HTCondor Project List Archives



[Date Prev][Date Next][Thread Prev][Thread Next][Date Index][Thread Index]

Re: [Condor-devel] Feedback: Quill stress testing



Ian Chesal <ICHESAL@xxxxxxxxxx> writes:

> If I submit 300 1000-job clusters and then condor_rm all 300
> clusters with one command line the database grinds to a halt.

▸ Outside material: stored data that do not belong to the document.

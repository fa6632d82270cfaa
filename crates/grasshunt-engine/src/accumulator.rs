use grasshunt_types::{AddressKey, EventKind, GrassAddress, GrassEvent, GrassState, GrassTotals};
use std::collections::hash_map::Entry;
use std::collections::{HashMap, HashSet};
use std::hash::Hash;

/// One recorded location: the representative address (whose `z` is the one
/// displayed) plus the highest state observed so far.
#[derive(Debug, Clone)]
pub struct GrassEntry {
    pub address: GrassAddress,
    pub state: GrassState,
}

/// Per-scope state over every grass location mentioned in that scope's logs.
///
/// One instance covers one scope: the global run, or a single player. States
/// only ever move up the lifecycle; raw logs repeat and reorder events across
/// uploaded files, and the accumulator converges to the highest observed
/// state regardless of arrival order.
#[derive(Debug, Default)]
pub struct GrassStateAccumulator {
    states: HashMap<AddressKey, GrassEntry>,

    // It's possible to see grass cut without it ever being discovered. That
    // means a log file is missing from what the player uploaded, so the
    // rollups flag it.
    discovered: HashSet<AddressKey>,
}

impl GrassStateAccumulator {
    pub fn new() -> Self {
        Self::default()
    }

    pub fn take_event(&mut self, event: GrassEvent) {
        let key = event.address.key();

        if event.kind == EventKind::Discovered {
            self.discovered.insert(key.clone());
        }

        let candidate = GrassState::from_kind(event.kind);
        match self.states.entry(key) {
            Entry::Vacant(slot) => {
                slot.insert(GrassEntry {
                    address: event.address,
                    state: candidate,
                });
            }
            Entry::Occupied(mut slot) => {
                // Only an upgrade replaces the entry; the upgrading event's
                // address becomes the representative, so its z is the one
                // shown later.
                if candidate > slot.get().state {
                    slot.insert(GrassEntry {
                        address: event.address,
                        state: candidate,
                    });
                }
            }
        }
    }

    pub fn has_data(&self) -> bool {
        !self.states.is_empty()
    }

    pub fn entries(&self) -> impl Iterator<Item = &GrassEntry> {
        self.states.values()
    }

    /// Ungrouped rollup across every recorded location in this scope.
    pub fn totals(&self) -> GrassTotals {
        let mut totals = GrassTotals::default();
        for (key, entry) in &self.states {
            tally(&mut totals, entry.state, self.discovered.contains(key));
        }
        totals
    }

    /// Rollup grouped by a key derived from each location's address.
    /// Group order is arbitrary; callers sort.
    pub fn sums_by<K, F>(&self, key_fn: F) -> Vec<(K, GrassTotals)>
    where
        K: Eq + Hash,
        F: Fn(&GrassAddress) -> K,
    {
        let mut sums: HashMap<K, GrassTotals> = HashMap::new();
        for (key, entry) in &self.states {
            let group = sums.entry(key_fn(&entry.address)).or_default();
            tally(group, entry.state, self.discovered.contains(key));
        }
        sums.into_iter().collect()
    }
}

fn tally(totals: &mut GrassTotals, state: GrassState, discovered: bool) {
    totals.grass_seen += 1;
    match state {
        GrassState::ShouldBeCut => totals.grass_should_be_cut += 1,
        GrassState::Cut => totals.grass_cut += 1,
        GrassState::Uncut => {}
    }
    if !discovered {
        totals.missing_discoveries += 1;
    }
}

#[cfg(test)]
mod tests {
    use super::*;
    use grasshunt_types::Coord;

    fn event(kind: EventKind, scene: &str, grass: &str, z: f64) -> GrassEvent {
        GrassEvent {
            kind,
            address: GrassAddress::new(
                scene,
                grass,
                Coord::new(1.0),
                Coord::new(2.0),
                Coord::new(z),
            ),
        }
    }

    #[test]
    fn state_is_max_of_observed_regardless_of_order() {
        use EventKind::*;

        let orderings: [[EventKind; 3]; 6] = [
            [Discovered, PseudoCut, Cut],
            [Discovered, Cut, PseudoCut],
            [PseudoCut, Discovered, Cut],
            [PseudoCut, Cut, Discovered],
            [Cut, Discovered, PseudoCut],
            [Cut, PseudoCut, Discovered],
        ];

        for ordering in orderings {
            let mut accumulator = GrassStateAccumulator::new();
            for kind in ordering {
                accumulator.take_event(event(kind, "Glade", "Tall", 3.0));
            }

            let entries: Vec<_> = accumulator.entries().collect();
            assert_eq!(entries.len(), 1, "ordering: {ordering:?}");
            assert_eq!(entries[0].state, GrassState::Cut, "ordering: {ordering:?}");
        }
    }

    #[test]
    fn repeated_events_are_idempotent() {
        let mut accumulator = GrassStateAccumulator::new();
        for _ in 0..3 {
            accumulator.take_event(event(EventKind::Cut, "Glade", "Tall", 3.0));
        }

        let totals = accumulator.totals();
        assert_eq!(totals.grass_seen, 1);
        assert_eq!(totals.grass_cut, 1);
    }

    #[test]
    fn differing_z_is_the_same_location_and_upgrade_wins_the_display() {
        let mut accumulator = GrassStateAccumulator::new();
        accumulator.take_event(event(EventKind::Discovered, "Glade", "Tall", 1.0));
        accumulator.take_event(event(EventKind::Cut, "Glade", "Tall", 2.0));

        let entries: Vec<_> = accumulator.entries().collect();
        assert_eq!(entries.len(), 1);
        assert_eq!(entries[0].state, GrassState::Cut);
        assert_eq!(entries[0].address.to_string(), "Glade/Tall (1, 2, 2)");
    }

    #[test]
    fn downgrade_does_not_replace_the_representative() {
        let mut accumulator = GrassStateAccumulator::new();
        accumulator.take_event(event(EventKind::Cut, "Glade", "Tall", 5.0));
        accumulator.take_event(event(EventKind::Discovered, "Glade", "Tall", 9.0));

        let entries: Vec<_> = accumulator.entries().collect();
        assert_eq!(entries[0].state, GrassState::Cut);
        assert_eq!(entries[0].address.z.value(), 5.0);

        // the late discovery still cleared the missing-discovery flag
        assert_eq!(accumulator.totals().missing_discoveries, 0);
    }

    #[test]
    fn cut_without_discovery_is_flagged() {
        let mut accumulator = GrassStateAccumulator::new();
        accumulator.take_event(event(EventKind::Cut, "Glade", "Tall", 3.0));
        accumulator.take_event(event(EventKind::PseudoCut, "Glade", "Short", 3.0));
        accumulator.take_event(event(EventKind::Discovered, "Meadow", "Wide", 3.0));

        let totals = accumulator.totals();
        assert_eq!(totals.grass_seen, 3);
        assert_eq!(totals.missing_discoveries, 2);
    }

    #[test]
    fn has_data_flips_on_first_event() {
        let mut accumulator = GrassStateAccumulator::new();
        assert!(!accumulator.has_data());

        accumulator.take_event(event(EventKind::Discovered, "Glade", "Tall", 3.0));
        assert!(accumulator.has_data());
    }

    #[test]
    fn sums_by_groups_on_the_derived_key() {
        let mut accumulator = GrassStateAccumulator::new();
        accumulator.take_event(event(EventKind::Discovered, "Glade", "Tall", 3.0));
        accumulator.take_event(event(EventKind::Cut, "Glade", "Short", 3.0));
        accumulator.take_event(event(EventKind::Cut, "Meadow", "Wide", 3.0));

        let mut groups = accumulator.sums_by(|address| address.scene_name.clone());
        groups.sort_by(|a, b| a.0.cmp(&b.0));

        assert_eq!(groups.len(), 2);
        assert_eq!(groups[0].0, "Glade");
        assert_eq!(groups[0].1.grass_seen, 2);
        assert_eq!(groups[0].1.grass_cut, 1);
        assert_eq!(groups[0].1.missing_discoveries, 1);
        assert_eq!(groups[1].0, "Meadow");
        assert_eq!(groups[1].1.grass_cut, 1);
    }
}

I can
> see the quill daemon popping to the top of the cpu usage list on the
> scheduler very frequently...

Just to add another observation of the same phenomenon.

A user was submitting clusters of ~1000 jobs and then removing them,
repeating this process every few minutes (don't ask me why).

The first two clusters worked fine with the max difference between
"EnteredCurrentStatus" and "JobFinishedHookDone" being < 10 seconds.
My assumption is that this corresponds to the time between the remove
happening and the job actually leaving the queue.

The next three clusters were still OK, the max difference had now
increased, but was still < 40 seconds.

On the sixth cluster, the max difference suddenly increased to 2200
seconds, with values ranging all the way from 3 to 2200 seconds and
with no clear pattern relative to the ProcId (although there did seem
to be patterns every 10 and every 100 processes).

>From this point on, the schedd and postmaster processes were entirely
CPU bound, but jobs could still be submitted and removed.

There were 14 more clusters, but the max difference never increased
much beyond 2300 seconds and actually slowly decreased to 1500 seconds.
Also, the minimum difference was now usually within 100 seconds of the
maximum difference, meaning it was taking at least 35 minutes (slowly
lowering to 20 minutes) for any job to actually leave the queue.

After the final cluster it took 1/2 hour for things to clear up.

This is with Condor 6.7.12.

-- 
Daniel K. Forrest	Laboratory for Molecular and
forrest@xxxxxxxxxxxxx	Computational Genomics
(608) 262 - 9479	University of Wisconsin, Madison